- [EXERCISE PROMPT] Begin at the top of the following data. Copy each line exactly until you have copied the line containing "pub const BATCH_NAME: &str".
*** Opening of PROVIDED INFORMATION ***
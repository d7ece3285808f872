use super::traits::PlateFile;
use crate::core::plate::{COLUMNS, PlateGrid, ROWS, WELL_COUNT};
use crate::core::protein::ProteinId;
use crate::core::screen::{InteractionSlot, ScreenPlate};
use crate::core::storage::StoragePlate;
use std::io::{self, Read, Write};
use thiserror::Error;

/// Well-known metadata fields of a template.
pub mod fields {
    pub const PLATE_NAME: &str = "Plate name";
    pub const PLATE_TYPE: &str = "Plate type";
    pub const BATCH_NAME: &str = "Batch name";
    pub const TIMESHIFT: &str = "Timeshift";
    pub const BAIT_PLATE: &str = "Bait plate";
    pub const PREY_PLATE: &str = "Prey plate";
}

pub const SCREEN_PLATE_TYPE: &str = "Screen";

const METADATA_HEADER: [&str; 2] = ["Field", "Value"];
const GRID_MARKER: &str = "#";

#[derive(Debug, Error)]
pub enum TemplateError {
    #[error("I/O error: {0}")]
    Io(#[from] io::Error),
    #[error("CSV error: {0}")]
    Csv(#[from] csv::Error),
    #[error("Template has no plate grid (a row starting with '#' followed by 8 plate rows)")]
    MissingGrid,
    #[error("Malformed template row on line {line}: {reason}")]
    MalformedRow { line: u64, reason: String },
    #[error("Invalid template cells: {}", .0.join("; "))]
    InvalidCells(Vec<String>),
}

/// Ordered key/value block describing a plate.
#[derive(Debug, Clone, Default, PartialEq)]
pub struct TemplateMetadata {
    fields: Vec<(String, String)>,
}

impl TemplateMetadata {
    pub fn new() -> Self {
        Self::default()
    }

    /// Sets a field, keeping its original position when it already exists.
    pub fn insert(&mut self, key: impl Into<String>, value: impl Into<String>) {
        let key = key.into();
        let value = value.into();
        match self.fields.iter_mut().find(|(k, _)| *k == key) {
            Some(field) => field.1 = value,
            None => self.fields.push((key, value)),
        }
    }

    pub fn with(mut self, key: impl Into<String>, value: impl Into<String>) -> Self {
        self.insert(key, value);
        self
    }

    pub fn get(&self, key: &str) -> Option<&str> {
        self.fields
            .iter()
            .find(|(k, _)| k == key)
            .map(|(_, v)| v.as_str())
    }

    pub fn iter(&self) -> impl Iterator<Item = (&str, &str)> {
        self.fields.iter().map(|(k, v)| (k.as_str(), v.as_str()))
    }

    /// Timepoint of the plate-reader export to interpret, if filled in.
    pub fn timeshift(&self) -> Option<&str> {
        self.get(fields::TIMESHIFT)
            .map(str::trim)
            .filter(|value| !value.is_empty())
    }
}

/// What each well of a plate contains, independent of any measurement.
#[derive(Debug, Clone, PartialEq)]
pub struct Template {
    pub metadata: TemplateMetadata,
    pub cells: PlateGrid<String>,
}

impl Template {
    pub fn from_screen_plate(plate: &ScreenPlate, metadata: TemplateMetadata) -> Self {
        Self {
            metadata,
            cells: plate.wells().map(|_, slot| slot.to_string()),
        }
    }

    pub fn from_storage_plate(plate: &StoragePlate, metadata: TemplateMetadata) -> Self {
        Self {
            metadata,
            cells: plate.wells().map(|_, protein| {
                protein
                    .as_ref()
                    .map(|p| p.id.to_string())
                    .unwrap_or_default()
            }),
        }
    }

    /// Interprets the cells as screen plate slots, reporting every unreadable cell.
    pub fn screen_slots(&self) -> Result<PlateGrid<InteractionSlot>, TemplateError> {
        let mut invalid = Vec::new();
        let slots = self.cells.map(|address, text| {
            text.parse::<InteractionSlot>().unwrap_or_else(|e| {
                invalid.push(format!("{}: {}", address, e));
                InteractionSlot::Empty
            })
        });
        if invalid.is_empty() {
            Ok(slots)
        } else {
            Err(TemplateError::InvalidCells(invalid))
        }
    }

    /// Interprets the cells as storage plate protein ids.
    pub fn storage_proteins(&self) -> PlateGrid<Option<ProteinId>> {
        self.cells
            .map(|_, text| Some(ProteinId::new(text)).filter(|id| !id.is_empty()))
    }
}

/// CSV rendition of a template: a `Field,Value` metadata block followed by the plate grid
/// (`#,1,...,12` then one line per row `A..H`).
pub struct TemplateFile;

impl PlateFile for TemplateFile {
    type Content = Template;
    type Error = TemplateError;

    fn read_from(reader: impl Read) -> Result<Template, TemplateError> {
        let mut csv_reader = csv::ReaderBuilder::new()
            .has_headers(false)
            .flexible(true)
            .trim(csv::Trim::All)
            .from_reader(reader);

        let mut metadata = TemplateMetadata::new();
        let mut cells: Vec<String> = Vec::with_capacity(WELL_COUNT);
        let mut in_grid = false;
        let mut next_row = 0;

        for result in csv_reader.records() {
            let record = result?;
            let line = record.position().map(|p| p.line()).unwrap_or_default();
            let first = record.get(0).unwrap_or_default();

            if !in_grid {
                if first == GRID_MARKER {
                    in_grid = true;
                } else if !first.is_empty()
                    && !(first == METADATA_HEADER[0] && record.get(1) == Some(METADATA_HEADER[1]))
                {
                    metadata.insert(first, record.get(1).unwrap_or_default());
                }
                continue;
            }

            if next_row == ROWS.len() {
                if record.iter().all(str::is_empty) {
                    continue;
                }
                return Err(TemplateError::MalformedRow {
                    line,
                    reason: "unexpected content after row H".to_string(),
                });
            }

            let expected = ROWS[next_row];
            if !first.eq_ignore_ascii_case(&expected.to_string()) {
                return Err(TemplateError::MalformedRow {
                    line,
                    reason: format!("expected row '{}', found '{}'", expected, first),
                });
            }
            if record.len() > COLUMNS as usize + 1 {
                return Err(TemplateError::MalformedRow {
                    line,
                    reason: format!("{} columns found, at most {} expected", record.len() - 1, COLUMNS),
                });
            }

            for column in 1..=COLUMNS as usize {
                cells.push(record.get(column).unwrap_or_default().to_string());
            }
            next_row += 1;
        }

        if !in_grid {
            return Err(TemplateError::MissingGrid);
        }
        let cells = PlateGrid::from_row_major(cells).ok_or_else(|| TemplateError::MalformedRow {
            line: 0,
            reason: format!("only {} of {} plate rows present", next_row, ROWS.len()),
        })?;

        Ok(Template { metadata, cells })
    }

    fn write_to(template: &Template, writer: impl Write) -> Result<(), TemplateError> {
        let mut csv_writer = csv::WriterBuilder::new()
            .flexible(true)
            .from_writer(writer);

        csv_writer.write_record(METADATA_HEADER)?;
        for (key, value) in template.metadata.iter() {
            csv_writer.write_record([key, value])?;
        }

        let mut header = vec![GRID_MARKER.to_string()];
        header.extend((1..=COLUMNS).map(|c| c.to_string()));
        csv_writer.write_record(&header)?;

        for (row_index, row) in ROWS.iter().enumerate() {
            let mut record = vec![row.to_string()];
            record.extend(template.cells.row(row_index).iter().cloned());
            csv_writer.write_record(&record)?;
        }

        csv_writer.flush()?;
        Ok(())
    }
}

#[cfg(test)]
mod tests {
    use super::*;
    use crate::core::plate::WellAddress;
    use crate::core::protein::ProteinRef;
    use crate::core::storage::PreyStoragePlate;

    fn proteins(prefix: &str, n: usize) -> Vec<ProteinRef> {
        (0..n)
            .map(|i| ProteinRef::with_id(format!("{}{:05}", prefix, i)))
            .collect()
    }

    fn screen_plate() -> ScreenPlate {
        let prey = PreyStoragePlate::new(&proteins("AT2G", 46))
            .unwrap()
            .with_name("batch_02_prey");
        ScreenPlate::new(&proteins("AT1G", 2), "batch_01_bait_1", 0, &prey)
            .unwrap()
            .with_name("plate_00001")
    }

    fn to_bytes(template: &Template) -> Vec<u8> {
        let mut buffer = Vec::new();
        TemplateFile::write_to(template, &mut buffer).unwrap();
        buffer
    }

    #[test]
    fn screen_plate_survives_export_and_import() {
        let plate = screen_plate();
        let metadata = TemplateMetadata::new()
            .with(fields::PLATE_NAME, plate.name())
            .with(fields::TIMESHIFT, "00:30:00");
        let template = Template::from_screen_plate(&plate, metadata);

        let bytes = to_bytes(&template);
        let imported = TemplateFile::read_from(bytes.as_slice()).unwrap();

        assert_eq!(imported, template);
        let slots = imported.screen_slots().unwrap();
        for address in WellAddress::all() {
            assert_eq!(slots.get(address), plate.get(address), "{}", address);
        }
        assert_eq!(imported.metadata.timeshift(), Some("00:30:00"));
        assert_eq!(imported.metadata.get(fields::PLATE_NAME), Some("plate_00001"));
    }

    #[test]
    fn written_grid_follows_row_major_order() {
        let template = Template::from_screen_plate(&screen_plate(), TemplateMetadata::new());
        let text = String::from_utf8(to_bytes(&template)).unwrap();
        let lines: Vec<_> = text.lines().collect();
        assert_eq!(lines[0], "Field,Value");
        assert_eq!(lines[1], "#,1,2,3,4,5,6,7,8,9,10,11,12");
        assert!(lines[2].starts_with("A,AT1G00000 x AT2G00000,"));
        assert!(lines[9].starts_with("H,"));
        assert!(lines[9].ends_with(",[PC]"));
    }

    #[test]
    fn empty_timeshift_counts_as_missing() {
        let metadata = TemplateMetadata::new().with(fields::TIMESHIFT, "  ");
        assert_eq!(metadata.timeshift(), None);
    }

    #[test]
    fn metadata_insert_replaces_in_place() {
        let mut metadata = TemplateMetadata::new().with("a", "1").with("b", "2");
        metadata.insert("a", "3");
        let collected: Vec<_> = metadata.iter().collect();
        assert_eq!(collected, vec![("a", "3"), ("b", "2")]);
    }

    #[test]
    fn short_rows_are_padded_with_empty_cells() {
        let text = "Plate name,p\n#,1,2,3,4,5,6,7,8,9,10,11,12\nA,[PC]\nB\nC\nD\nE\nF\nG\nH\n";
        let template = TemplateFile::read_from(text.as_bytes()).unwrap();
        let slots = template.screen_slots().unwrap();
        assert!(slots.get("A1".parse().unwrap()).control().is_some());
        assert!(slots.get("A2".parse().unwrap()).is_empty());
    }

    #[test]
    fn missing_rows_and_grid_are_reported() {
        assert!(matches!(
            TemplateFile::read_from("Plate name,p\n".as_bytes()),
            Err(TemplateError::MissingGrid)
        ));
        assert!(matches!(
            TemplateFile::read_from("#,1\nA\nB\n".as_bytes()),
            Err(TemplateError::MalformedRow { .. })
        ));
        assert!(matches!(
            TemplateFile::read_from("#,1\nA\nC\n".as_bytes()),
            Err(TemplateError::MalformedRow { .. })
        ));
    }

    #[test]
    fn unreadable_cells_are_all_listed() {
        let mut cells = PlateGrid::<String>::new();
        cells.set("A1".parse().unwrap(), "garbage".to_string());
        cells.set("B2".parse().unwrap(), "[NC] x AT1G00001".to_string());
        let template = Template {
            metadata: TemplateMetadata::new(),
            cells,
        };
        match template.screen_slots() {
            Err(TemplateError::InvalidCells(cells)) => {
                assert_eq!(cells.len(), 2);
                assert!(cells[0].starts_with("A1"));
                assert!(cells[1].starts_with("B2"));
            }
            other => panic!("unexpected result: {:?}", other),
        }
    }

    #[test]
    fn storage_template_lists_protein_ids() {
        let prey = PreyStoragePlate::new(&proteins("AT2G", 3)).unwrap();
        let template = Template::from_storage_plate(prey.plate(), TemplateMetadata::new());
        let ids = template.storage_proteins();
        assert_eq!(
            ids.get("A7".parse().unwrap()).as_ref().map(|id| id.as_str()),
            Some("AT2G00000")
        );
        assert_eq!(ids.get("D1".parse().unwrap()), &None);
    }
}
*** Close of PROVIDED INFORMATION ***
- [SOLUTION]
repository d7ece3285808f872
use super::traits::PlateFile;
use crate::core::plate::{COLUMNS, PlateGrid, ROWS, WELL_COUNT};
use crate::core::protein::ProteinId;
use crate::core::screen::{InteractionSlot, ScreenPlate};
use crate::core::storage::StoragePlate;
use std::io::{self, Read, Write};
use thiserror::Error;

/// Well-known metadata fields of a template.
pub mod fields {
    pub const PLATE_NAME: &str = "Plate name";
    pub const PLATE_TYPE: &str = "Plate type";
    pub const BATCH_NAME: &str = "Batch name";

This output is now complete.